→ Description of the task
Take the data below and extract the lines from the one with "#[derive(Debug, Clone)]" to the one with "pub fn fraction(&self)", inclusive, exactly as written.

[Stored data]
_____

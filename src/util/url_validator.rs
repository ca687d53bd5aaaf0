use thiserror::Error;
use url::Url;

/// Errors that can occur during URL validation.
#[derive(Error, Debug)]
pub enum UrlValidationError {
    /// The URL string could not be parsed.
    #[error("Invalid URL: {0}")]
    InvalidUrl(#[from] url::ParseError),
    /// The URL uses a scheme other than http or https.
    #[error("Unsupported scheme: {0} (only http/https allowed)")]
    UnsupportedScheme(String),
}

/// Validates a URL string for use as the feed endpoint.
///
/// # Errors
///
/// Returns [`UrlValidationError`] if the URL cannot be parsed or its
/// scheme is not `http`/`https`.
///
/// # Examples
///
/// ```
/// use announcer::util::validate_url;
///
/// let url = validate_url("https://example.com/feed.xml").unwrap();
/// assert_eq!(url.host_str(), Some("example.com"));
///
/// assert!(validate_url("file:///etc/passwd").is_err());
/// ```
pub fn validate_url(url_str: &str) -> Result<Url, UrlValidationError> {
    let url = Url::parse(url_str.trim())?;

    match url.scheme() {
        "http" | "https" => Ok(url),
        scheme => Err(UrlValidationError::UnsupportedScheme(scheme.to_owned())),
    }
}

/// Returns `true` if `href` names the same resource as `placeholder`.
///
/// Both sides are compared in their parsed, normalised form so that
/// `http://Example.com` and `http://example.com/` match. Unparseable input
/// falls back to a plain string comparison.
pub fn same_url(href: &str, placeholder: &str) -> bool {
    match (Url::parse(href.trim()), Url::parse(placeholder.trim())) {
        (Ok(a), Ok(b)) => a == b,
        _ => href.trim() == placeholder.trim(),
    }
}
use std::borrow::Cow;

/// Truncates a string to at most `max_chars` Unicode scalar values.
///
/// Counts characters rather than bytes so multi-byte text (CJK, emoji,
/// accented Latin) is never split mid-codepoint. No ellipsis is appended:
/// the result is always a prefix of the input.
///
/// Returns `Cow::Borrowed` when the input already fits.
///
/// # Examples
///
/// ```
/// use announcer::util::truncate_chars;
///
/// assert_eq!(truncate_chars("Hello World", 5), "Hello");
/// assert_eq!(truncate_chars("Short", 10), "Short");
/// assert_eq!(truncate_chars("日本語テキスト", 3), "日本語");
/// ```
pub fn truncate_chars(s: &str, max_chars: usize) -> Cow<'_, str> {
    match s.char_indices().nth(max_chars) {
        Some((byte_end, _)) => Cow::Owned(s[..byte_end].to_string()),
        None => Cow::Borrowed(s),
    }
}

/// Collapses every run of line breaks (and the blanks surrounding them)
/// into a single `replacement`.
///
/// Spaces and tabs that are not adjacent to a line break are preserved.
/// Leading and trailing line breaks are removed rather than replaced.
pub fn compact_newlines(s: &str, replacement: &str) -> String {
    let mut out = String::with_capacity(s.len());
    let mut pending_blank = String::new();
    let mut pending_break = false;

    for c in s.chars() {
        match c {
            '\n' | '\r' => {
                pending_break = true;
                pending_blank.clear();
            }
            ' ' | '\t' => pending_blank.push(c),
            _ => {
                if pending_break {
                    if !out.is_empty() {
                        out.push_str(replacement);
                    }
                    pending_break = false;
                    pending_blank.clear();
                } else if !pending_blank.is_empty() {
                    out.push_str(&pending_blank);
                    pending_blank.clear();
                }
                out.push(c);
            }
        }
    }

    out
}

/// Replaces each line break with `replacement` without merging runs.
pub fn replace_newlines(s: &str, replacement: &str) -> String {
    s.replace("\r\n", "\n").replace(['\n', '\r'], replacement)
}
use futures::StreamExt;
use std::time::Duration;
use thiserror::Error;

/// Default ceiling on the response body.
pub const MAX_FEED_SIZE: usize = 10 * 1024 * 1024; // 10MB

/// Default bound on the whole request, headers and body included.
pub const REQUEST_TIMEOUT: Duration = Duration::from_secs(30);

/// Errors that can occur while downloading the feed.
///
/// Every variant is a network-level failure from the caller's point of
/// view: the refresh fails and the parser never runs.
#[derive(Debug, Error)]
pub enum FetchError {
    /// Network-level error (DNS, connection, TLS, body stream, etc.)
    #[error("Request failed: {0}")]
    Network(#[from] reqwest::Error),
    /// HTTP response with non-2xx status code
    #[error("HTTP error: status {0}")]
    HttpStatus(u16),
    /// Request exceeded the configured timeout
    #[error("Request timed out")]
    Timeout,
    /// Response body exceeded the configured size limit
    #[error("Response too large")]
    ResponseTooLarge,
}

/// Limits applied to a single download.
#[derive(Debug, Clone)]
pub struct FetchOptions {
    pub timeout: Duration,
    pub max_bytes: usize,
}

impl Default for FetchOptions {
    fn default() -> Self {
        Self {
            timeout: REQUEST_TIMEOUT,
            max_bytes: MAX_FEED_SIZE,
        }
    }
}

/// Byte counter for one download.
///
/// The fraction is only defined when the server announced a non-zero
/// Content-Length; it is clamped to 1.0 in case the body overruns the
/// header.
#[derive(Debug, Clone, Copy, Default, PartialEq)]
pub struct DownloadProgress {
    received: u64,
    expected: Option<u64>,
}

impl DownloadProgress {
    pub fn new(expected: Option<u64>) -> Self {
        Self {
            received: 0,
            expected: expected.filter(|&len| len > 0),
        }
    }

    pub fn record(&mut self, bytes: usize) {
        self.received = self.received.saturating_add(bytes as u64);
    }

    pub fn received(&self) -> u64 {
        self.received
    }

    pub fn expected(&self) -> Option<u64> {
        self.expected
    }

    pub fn fraction(&self) -> Option<f32> {
        self.expected
            .map(|expected| (self.received as f64 / expected as f64).min(1.0) as f32)
    }
}

/// Downloads the feed body with a single GET.
///
/// Bytes are accumulated into a buffer owned by this call, so every
/// invocation starts from an empty buffer and a fresh expected length.
/// `on_progress` is called after each received chunk with the fraction
/// downloaded so far, but only when the Content-Length is known; the values
/// never decrease and never leave `[0, 1]`.
///
/// There are no retries: a failure is returned to the caller as-is.
///
/// # Errors
///
/// - [`FetchError::Network`] - Connection, TLS or body stream errors
/// - [`FetchError::HttpStatus`] - Non-2xx HTTP response
/// - [`FetchError::Timeout`] - Request exceeded `options.timeout`
/// - [`FetchError::ResponseTooLarge`] - Body exceeded `options.max_bytes`
pub async fn fetch_feed<F>(
    client: &reqwest::Client,
    url: &str,
    options: &FetchOptions,
    mut on_progress: F,
) -> Result<Vec<u8>, FetchError>
where
    F: FnMut(f32),
{
    tokio::time::timeout(
        options.timeout,
        download(client, url, options.max_bytes, &mut on_progress),
    )
    .await
    .map_err(|_| FetchError::Timeout)?
}

async fn download<F>(
    client: &reqwest::Client,
    url: &str,
    limit: usize,
    on_progress: &mut F,
) -> Result<Vec<u8>, FetchError>
where
    F: FnMut(f32),
{
    let response = client.get(url).send().await?;

    if !response.status().is_success() {
        return Err(FetchError::HttpStatus(response.status().as_u16()));
    }

    // Fast path: check Content-Length header
    let mut progress = DownloadProgress::new(response.content_length());
    if let Some(len) = progress.expected() {
        if len > limit as u64 {
            return Err(FetchError::ResponseTooLarge);
        }
    }

    let mut bytes = Vec::with_capacity(progress.expected().unwrap_or(0) as usize);
    let mut stream = response.bytes_stream();

    while let Some(chunk) = stream.next().await {
        let chunk = chunk?;
        if bytes.len().saturating_add(chunk.len()) > limit {
            return Err(FetchError::ResponseTooLarge);
        }
        bytes.extend_from_slice(&chunk);
        progress.record(chunk.len());
        if let Some(fraction) = progress.fraction() {
            on_progress(fraction);
        }
    }

    tracing::debug!(
        url = %url,
        received = progress.received(),
        expected = ?progress.expected(),
        "Feed download complete"
    );

    Ok(bytes)
}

_____

→ Response to the exercise
#[derive(Debug, Clone)]
pub struct FetchOptions {
    pub timeout: Duration,
    pub max_bytes: usize,
}

impl Default for FetchOptions {
    fn default() -> Self {
        Self {
            timeout: REQUEST_TIMEOUT,
            max_bytes: MAX_FEED_SIZE,
        }
    }
}

/// Byte counter for one download.
///
/// The fraction is only defined when the server announced a non-zero
/// Content-Length; it is clamped to 1.0 in case the body overruns the
/// header.
#[derive(Debug, Clone, Copy, Default, PartialEq)]
pub struct DownloadProgress {
    received: u64,
    expected: Option<u64>,
}

impl DownloadProgress {
    pub fn new(expected: Option<u64>) -> Self {
        Self {
            received: 0,
            expected: expected.filter(|&len| len > 0),
        }
    }

    pub fn record(&mut self, bytes: usize) {
        self.received = self.received.saturating_add(bytes as u64);
    }

    pub fn received(&self) -> u64 {
        self.received
    }

    pub fn expected(&self) -> Option<u64> {
        self.expected
    }

    pub fn fraction(&self) -> Option<f32> {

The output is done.